India is predominantly a cash-intensive economy, with nearly 90% of all transactions being cash-based. (Source: Economic Times, Feb 2018). Reserve money data released by the RBI in May 2018 shows that the value of currency in circulation amounts to Rs. 19 lakh crore. The high cash circulation poses serious concerns to the economy such as the growth of black money that deprives the government of tax revenues to spend on public services. In an attempt to curb black money and corruption, and prevent counterfeiting of currency notes, the Govt. of India announced the demonetisation move in November 2016 – aimed at steering the country towards a cashless economy. While the exercise resulted in accelerating a shift towards digital payments – driven primarily by a cash shortage in the months following demonetisation, the trend seems to have reversed with consumers and businesses increasingly opting for cash transactions as liquidity improves in the market. The Indian payments industry today is largely dominated by cash-based transactions in sectors like retail, microfinance, chit funds, restaurants, and taxi services, among many others. Cash management, therefore, stands as one of the key service deliverables for the banking industry in India.

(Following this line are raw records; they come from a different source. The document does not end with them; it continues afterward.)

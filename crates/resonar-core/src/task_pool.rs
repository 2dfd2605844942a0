//! Async task execution pool.
//!
//! Engine registrations and loader fan-out run here, off the caller's thread.

use std::future::Future;
use std::io;
use std::sync::Arc;
use std::sync::atomic::{AtomicBool, Ordering};
use std::thread;
use std::time::Duration;

use async_executor::{Executor, Task};
use parking_lot::Mutex;

use crate::config::Config;

/// A thread pool for executing async tasks.
///
/// # Example
///
/// ```ignore
/// use resonar_core::TaskPool;
///
/// let pool = TaskPool::new(4)?;
/// let task = pool.spawn(async { 42 }).expect("pool is running");
/// assert_eq!(pollster::block_on(task), 42);
/// ```
pub struct TaskPool {
    executor: Arc<Executor<'static>>,
    threads: Mutex<Vec<thread::JoinHandle<()>>>,
    shutdown: Arc<AtomicBool>,
}

impl TaskPool {
    /// Create a new task pool with the specified number of threads.
    ///
    /// # Panics
    ///
    /// Panics if num_threads is 0.
    pub fn new(num_threads: usize) -> io::Result<Self> {
        assert!(num_threads > 0, "TaskPool must have at least one thread");

        let executor = Arc::new(Executor::new());
        let shutdown = Arc::new(AtomicBool::new(false));
        let mut threads = Vec::with_capacity(num_threads);

        for i in 0..num_threads {
            let exec = executor.clone();
            let shutdown_flag = shutdown.clone();

            let handle = thread::Builder::new()
                .name(format!("resonar-worker-{}", i))
                .spawn(move || {
                    while !shutdown_flag.load(Ordering::Acquire) {
                        if !exec.try_tick() {
                            thread::sleep(Duration::from_millis(1));
                        }
                    }
                });
            match handle {
                Ok(handle) => threads.push(handle),
                Err(e) => {
                    shutdown.store(true, Ordering::Release);
                    return Err(e);
                }
            }
        }

        tracing::debug!("TaskPool created with {} threads", num_threads);

        Ok(Self {
            executor,
            threads: Mutex::new(threads),
            shutdown,
        })
    }

    /// Create a task pool sized from a [`Config`].
    pub fn from_config(config: &Config) -> io::Result<Self> {
        Self::new(config.resolved_worker_threads())
    }

    /// Spawn an async task on the pool.
    ///
    /// Returns `None` once the pool has shut down; the future is dropped
    /// without being polled.
    pub fn spawn<T>(&self, future: impl Future<Output = T> + Send + 'static) -> Option<Task<T>>
    where
        T: Send + 'static,
    {
        if self.is_shutdown() {
            return None;
        }
        Some(self.executor.spawn(future))
    }

    /// Spawn a task whose result nobody awaits.
    pub fn spawn_detached(&self, future: impl Future<Output = ()> + Send + 'static) {
        match self.spawn(future) {
            Some(task) => task.detach(),
            None => tracing::trace!("TaskPool is shut down, dropping task"),
        }
    }

    /// Get the number of threads in this pool.
    pub fn thread_count(&self) -> usize {
        self.threads.lock().len()
    }

    pub fn is_shutdown(&self) -> bool {
        self.shutdown.load(Ordering::Acquire)
    }

    /// Stop the worker threads, then drain whatever was still queued on the
    /// calling thread so no awaiting future is left pending forever.
    ///
    /// Tasks spawned after this call are dropped unpolled.
    pub fn shutdown(&self) {
        if self.shutdown.swap(true, Ordering::AcqRel) {
            return;
        }
        let threads = std::mem::take(&mut *self.threads.lock());
        tracing::debug!("Shutting down TaskPool with {} threads", threads.len());

        let current = thread::current().id();
        for handle in threads {
            if handle.thread().id() == current {
                continue;
            }
            if let Err(e) = handle.join() {
                tracing::error!("Task pool thread panicked: {:?}", e);
            }
        }

        while self.executor.try_tick() {}
        tracing::debug!("TaskPool shutdown complete");
    }
}

impl Drop for TaskPool {
    fn drop(&mut self) {
        self.shutdown.store(true, Ordering::Release);
    }
}

#[cfg(test)]
mod tests {
    use super::*;

    #[test]
    fn test_task_pool_creation() {
        let pool = TaskPool::new(2).unwrap();
        assert_eq!(pool.thread_count(), 2);
    }

    #[test]
    fn test_spawn_and_await() {
        let pool = TaskPool::new(2).unwrap();
        let task = pool.spawn(async { 42 }).unwrap();
        assert_eq!(pollster::block_on(task), 42);
    }

    #[test]
    fn test_multiple_tasks() {
        let pool = TaskPool::new(4).unwrap();

        let tasks: Vec<_> = (0..10)
            .map(|i| pool.spawn(async move { i * 2 }).unwrap())
            .collect();

        let results: Vec<_> = tasks.into_iter().map(pollster::block_on).collect();
        assert_eq!(results, vec![0, 2, 4, 6, 8, 10, 12, 14, 16, 18]);
    }

    #[test]
    fn test_from_config() {
        let pool = TaskPool::from_config(&Config::default()).unwrap();
        assert!(pool.thread_count() >= 2);
    }

    #[test]
    #[should_panic(expected = "TaskPool must have at least one thread")]
    fn test_zero_threads_panics() {
        let _ = TaskPool::new(0);
    }

    #[test]
    fn test_spawn_after_shutdown_is_rejected() {
        let pool = TaskPool::new(2).unwrap();
        let _task1 = pool.spawn(async { 1 });
        pool.shutdown();
        assert!(pool.is_shutdown());
        assert_eq!(pool.thread_count(), 0);
        assert!(pool.spawn(async { 2 }).is_none());
        // Second call is a no-op.
        pool.shutdown();
    }
}
//! Runtime records for loaded nodes.

mod audio_node;
mod descriptor;
mod group_value_key;
mod node;

pub(crate) use audio_node::LoadedAudioNode;
pub use descriptor::{CookedSource, LeafSet, NodeDescriptor};
pub(crate) use group_value_key::GroupValueRegistry;
pub use node::LeafIds;
pub(crate) use node::{LoadedLeaves, LoadedNode};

The Cash Management Ecosystem in India comprises multiple stakeholders that include the RBI, Central Banks, State & Private Banks, ATM Equipment Manufacturers, Managed Service Providers (MSPs), Cash Replenishment Agencies (CRAs), Market Vehicles and Insurance Companies. Each of these stakeholders serve as touch points for smooth cash flow in the economy. With the RBI as the governing authority, the banks are the pivotal orchestrators for cash management in the country. They carry the responsibilities of cash bundling, labelling, packing currency, reconciliation of collected cash, cash delivery, real-time MIS reports for replenished and idle cash, cash forecasting, inter-branch movement of cash and cash processing at currency chests. The printing of currencies is a function of the RBI, and these currencies are circulated to all banks via Central Banks. State and Private Banks carry major responsibilities in the cash management cycle including forecasting, borrowing from RBI, processing, delivery and remittance. MSPs are responsible for managing cash that needs to be circulated from banks to various remittance points. CRAs work under the guidance of banks, either through the MSPs or independently to replenish cash at ATMs from their cash vaults in a timely manner. It is the responsibility of the CRAs to ensure cash availability at demarcated ATM machines at any given point of time. Insurance bodies affiliated with the CRAs provide the required insurance cover to cash vans through which currency is moved to the remittance points.

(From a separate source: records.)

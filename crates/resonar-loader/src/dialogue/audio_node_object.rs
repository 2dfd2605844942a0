use std::fmt;
use std::sync::Arc;

use parking_lot::Mutex;
use resonar_cooked::{AudioNodeCookedData, AudioNodeLoading};

use crate::handle::AudioNodePtr;
use crate::loaded::LeafIds;
use crate::loader::ResourceLoader;
use crate::promise::{self, Completion, Promise};

enum ObjectState {
    Unloaded,
    Loading {
        waiters: Vec<Promise<bool>>,
        /// Unloads requested mid-load; the node is unloaded as soon as it
        /// arrives.
        unload_waiters: Vec<Promise<()>>,
    },
    Loaded(AudioNodePtr),
}

enum LoadAction {
    Ready(Promise<bool>, bool),
    Queued,
    Start,
}

/// An audio node handed out by dialogue resolution.
///
/// Owns at most one loaded [`AudioNodePtr`]. Dropping the object unloads
/// whatever it still holds.
pub struct AudioNodeObject {
    cooked: AudioNodeCookedData,
    loader: ResourceLoader,
    state: Mutex<ObjectState>,
}

impl AudioNodeObject {
    pub fn new(cooked: AudioNodeCookedData, loader: ResourceLoader) -> Self {
        Self {
            cooked,
            loader,
            state: Mutex::new(ObjectState::Unloaded),
        }
    }

    pub fn audio_node_id(&self) -> u32 {
        self.cooked.audio_node_id
    }

    pub fn cooked(&self) -> &AudioNodeCookedData {
        &self.cooked
    }

    pub fn loading_policy(&self) -> AudioNodeLoading {
        self.cooked.audio_node_loading
    }

    /// Load the node's leaves. Resolves to whether the node ended up loaded.
    pub fn load_data(self: &Arc<Self>) -> Completion<bool> {
        let (promise, completion) = promise::channel();
        let action = {
            let mut state = self.state.lock();
            match &mut *state {
                ObjectState::Loaded(node) => LoadAction::Ready(promise, node.is_loaded()),
                ObjectState::Loading { waiters, .. } => {
                    waiters.push(promise);
                    LoadAction::Queued
                }
                ObjectState::Unloaded => {
                    *state = ObjectState::Loading {
                        waiters: vec![promise],
                        unload_waiters: Vec::new(),
                    };
                    LoadAction::Start
                }
            }
        };

        match action {
            LoadAction::Ready(promise, loaded) => promise.fulfill(loaded),
            LoadAction::Queued => {}
            LoadAction::Start => {
                let Some(entry) = self.loader.create_list_entry(&self.cooked) else {
                    self.finish_load(None);
                    return completion;
                };
                tracing::debug!("Loading audio node object {}", self.cooked.debug_string());
                let object = Arc::downgrade(self);
                let loader = self.loader.clone();
                self.loader.load(entry).then(move |node| match object.upgrade() {
                    Some(object) => object.finish_load(node),
                    None => {
                        if let Some(node) = node {
                            let _ = loader.unload(node);
                        }
                    }
                });
            }
        }
        completion
    }

    fn finish_load(&self, node: Option<AudioNodePtr>) {
        let mut state = self.state.lock();
        let (waiters, unload_waiters) =
            match std::mem::replace(&mut *state, ObjectState::Unloaded) {
                ObjectState::Loading {
                    waiters,
                    unload_waiters,
                } => (waiters, unload_waiters),
                other => {
                    *state = other;
                    drop(state);
                    tracing::error!(
                        "{}: load finished while not loading",
                        self.cooked.debug_string()
                    );
                    if let Some(node) = node {
                        let _ = self.loader.unload(node);
                    }
                    return;
                }
            };

        match node {
            Some(node) if unload_waiters.is_empty() => {
                let loaded = node.is_loaded();
                *state = ObjectState::Loaded(node);
                drop(state);
                for waiter in waiters {
                    waiter.fulfill(loaded);
                }
            }
            Some(node) => {
                drop(state);
                for waiter in waiters {
                    waiter.fulfill(false);
                }
                self.loader.unload(node).then(move |()| {
                    for waiter in unload_waiters {
                        waiter.fulfill(());
                    }
                });
            }
            None => {
                drop(state);
                for waiter in waiters {
                    waiter.fulfill(false);
                }
                for waiter in unload_waiters {
                    waiter.fulfill(());
                }
            }
        }
    }

    /// Release the node's leaves. A load in flight is unloaded once it lands.
    pub fn unload_data(&self) -> Completion<()> {
        let mut state = self.state.lock();
        match std::mem::replace(&mut *state, ObjectState::Unloaded) {
            ObjectState::Loaded(node) => {
                drop(state);
                self.loader.unload(node)
            }
            ObjectState::Loading {
                waiters,
                mut unload_waiters,
            } => {
                let (promise, completion) = promise::channel();
                unload_waiters.push(promise);
                *state = ObjectState::Loading {
                    waiters,
                    unload_waiters,
                };
                completion
            }
            ObjectState::Unloaded => Completion::ready(()),
        }
    }

    pub fn is_loaded(&self) -> bool {
        matches!(&*self.state.lock(), ObjectState::Loaded(node) if node.is_loaded())
    }

    pub fn is_fully_loaded(&self) -> bool {
        matches!(&*self.state.lock(), ObjectState::Loaded(node) if node.is_fully_loaded())
    }

    pub fn is_loading(&self) -> bool {
        matches!(&*self.state.lock(), ObjectState::Loading { .. })
    }

    /// Leaves held, for posting.
    pub fn leaf_ids(&self) -> Option<LeafIds> {
        match &*self.state.lock() {
            ObjectState::Loaded(node) => Some(node.leaf_ids()),
            _ => None,
        }
    }
}

impl Drop for AudioNodeObject {
    fn drop(&mut self) {
        let state = std::mem::replace(self.state.get_mut(), ObjectState::Unloaded);
        if let ObjectState::Loaded(node) = state {
            let _ = self.loader.unload(node);
        }
    }
}

impl fmt::Debug for AudioNodeObject {
    fn fmt(&self, f: &mut fmt::Formatter<'_>) -> fmt::Result {
        let state = match &*self.state.lock() {
            ObjectState::Unloaded => "unloaded",
            ObjectState::Loading { .. } => "loading",
            ObjectState::Loaded(_) => "loaded",
        };
        f.debug_struct("AudioNodeObject")
            .field("audio_node", &self.cooked.debug_string())
            .field("state", &state)
            .finish()
    }
}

In India, ATMs serve as key cash remittance points. There are over 2 lakh ATMs spread across the country, and it is estimated that the number of financial transactions in a month – mostly cash withdrawals, is close to 700 million. Broadly, ATMs are identified as white-label (owned and operated by non-bank entities, with a sponsor bank providing the cash) or brown-label (ATM hardware owned by a service provider, but cash management and network connectivity is provided by a sponsor bank). Given the country’s large dependence on ATMs as cash remittance points, it is imperative that the cash flow to both brown-label and white-label ATMs dotted across the length and breadth of the country, need to be meticulously planned and executed. The CRAs are responsible for this function. At present, over 8,000 cash vans from registered cash logistics companies carry approximately Rs. 15,000 crore of cash everyday, making security in transit/storage a critical consideration for the cash management industry, and CRAs in particular.

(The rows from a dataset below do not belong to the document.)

//! Reference-counted pools of leaf resources.
//!
//! One manager per leaf kind. Each owns an identity -> state table, folds
//! concurrent loads of one identity into a single engine registration, and
//! unregisters only when the last holder unloads.

mod pool;

use std::fmt;
use std::hash::Hash;

use resonar_cooked::{ExternalSourceCookedData, MediaCookedData, SoundBankCookedData};
use resonar_test_utils::{EngineHandle, LeafKind, SoundEngine, SoundEngineResult};

use crate::promise::Completion;

pub use pool::{PoolStats, ResourcePool};

/// A leaf descriptor the sound engine can register.
pub trait LeafResource: Clone + fmt::Debug + Send + Sync + 'static {
    /// Deduplication key.
    type Key: Copy + Eq + Hash + fmt::Debug + Send + Sync + 'static;

    const KIND: LeafKind;

    fn key(&self) -> Self::Key;

    /// Numeric id handed to the event-posting layer.
    fn leaf_id(&self) -> u32;

    fn register(&self, engine: &dyn SoundEngine) -> SoundEngineResult<EngineHandle>;

    fn unregister(&self, engine: &dyn SoundEngine, handle: EngineHandle);
}

impl LeafResource for SoundBankCookedData {
    type Key = (u32, u32);
    const KIND: LeafKind = LeafKind::SoundBank;

    fn key(&self) -> Self::Key {
        (self.sound_bank_id, self.language_id)
    }

    fn leaf_id(&self) -> u32 {
        self.sound_bank_id
    }

    fn register(&self, engine: &dyn SoundEngine) -> SoundEngineResult<EngineHandle> {
        engine.register_sound_bank(self)
    }

    fn unregister(&self, engine: &dyn SoundEngine, handle: EngineHandle) {
        engine.unregister_sound_bank(self, handle)
    }
}

impl LeafResource for MediaCookedData {
    type Key = u32;
    const KIND: LeafKind = LeafKind::Media;

    fn key(&self) -> Self::Key {
        self.media_id
    }

    fn leaf_id(&self) -> u32 {
        self.media_id
    }

    fn register(&self, engine: &dyn SoundEngine) -> SoundEngineResult<EngineHandle> {
        engine.register_media(self)
    }

    fn unregister(&self, engine: &dyn SoundEngine, handle: EngineHandle) {
        engine.unregister_media(self, handle)
    }
}

impl LeafResource for ExternalSourceCookedData {
    type Key = u32;
    const KIND: LeafKind = LeafKind::ExternalSource;

    fn key(&self) -> Self::Key {
        self.cookie
    }

    fn leaf_id(&self) -> u32 {
        self.cookie
    }

    fn register(&self, engine: &dyn SoundEngine) -> SoundEngineResult<EngineHandle> {
        engine.register_external_source(self)
    }

    fn unregister(&self, engine: &dyn SoundEngine, handle: EngineHandle) {
        engine.unregister_external_source(self, handle)
    }
}

/// Proof of one successful load. Unloading consumes it, so every load is
/// released at most once.
pub struct ResourceHandle<R: LeafResource> {
    cooked: R,
    engine_handle: EngineHandle,
}

impl<R: LeafResource> ResourceHandle<R> {
    pub(crate) fn new(cooked: R, engine_handle: EngineHandle) -> Self {
        Self {
            cooked,
            engine_handle,
        }
    }

    pub fn cooked(&self) -> &R {
        &self.cooked
    }

    pub fn key(&self) -> R::Key {
        self.cooked.key()
    }

    pub fn leaf_id(&self) -> u32 {
        self.cooked.leaf_id()
    }

    pub fn engine_handle(&self) -> EngineHandle {
        self.engine_handle
    }
}

impl<R: LeafResource> fmt::Debug for ResourceHandle<R> {
    fn fmt(&self, f: &mut fmt::Formatter<'_>) -> fmt::Result {
        f.debug_struct("ResourceHandle")
            .field("kind", &R::KIND)
            .field("key", &self.cooked.key())
            .field("engine_handle", &self.engine_handle)
            .finish()
    }
}

/// Async load/unload of one leaf kind.
pub trait ResourceManager<R: LeafResource>: Send + Sync {
    /// Resolves to `None` if the engine refused the resource.
    fn load(&self, cooked: &R) -> Completion<Option<ResourceHandle<R>>>;

    fn unload(&self, handle: ResourceHandle<R>) -> Completion<()>;

    /// No identity is loading, loaded or unloading.
    fn is_empty(&self) -> bool;
}

pub type SoundBankManager = ResourcePool<SoundBankCookedData>;
pub type MediaManager = ResourcePool<MediaCookedData>;
pub type ExternalSourceManager = ResourcePool<ExternalSourceCookedData>;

With the rampant increase in cases of cash van abductions and thefts over the years in India, it has become critical for CRAs to focus on creating a safe environment for movement of cash from the vaults to their destined ATMs. In the light of these attacks and thefts, insurance premiums have been on the rise. CRAs also incur high costs of operations (fuel, fleet maintenance, drivers, crew, gun men, etc.) and are required to manage a fleet of varied vehicle categories – Owned/Market/Leased.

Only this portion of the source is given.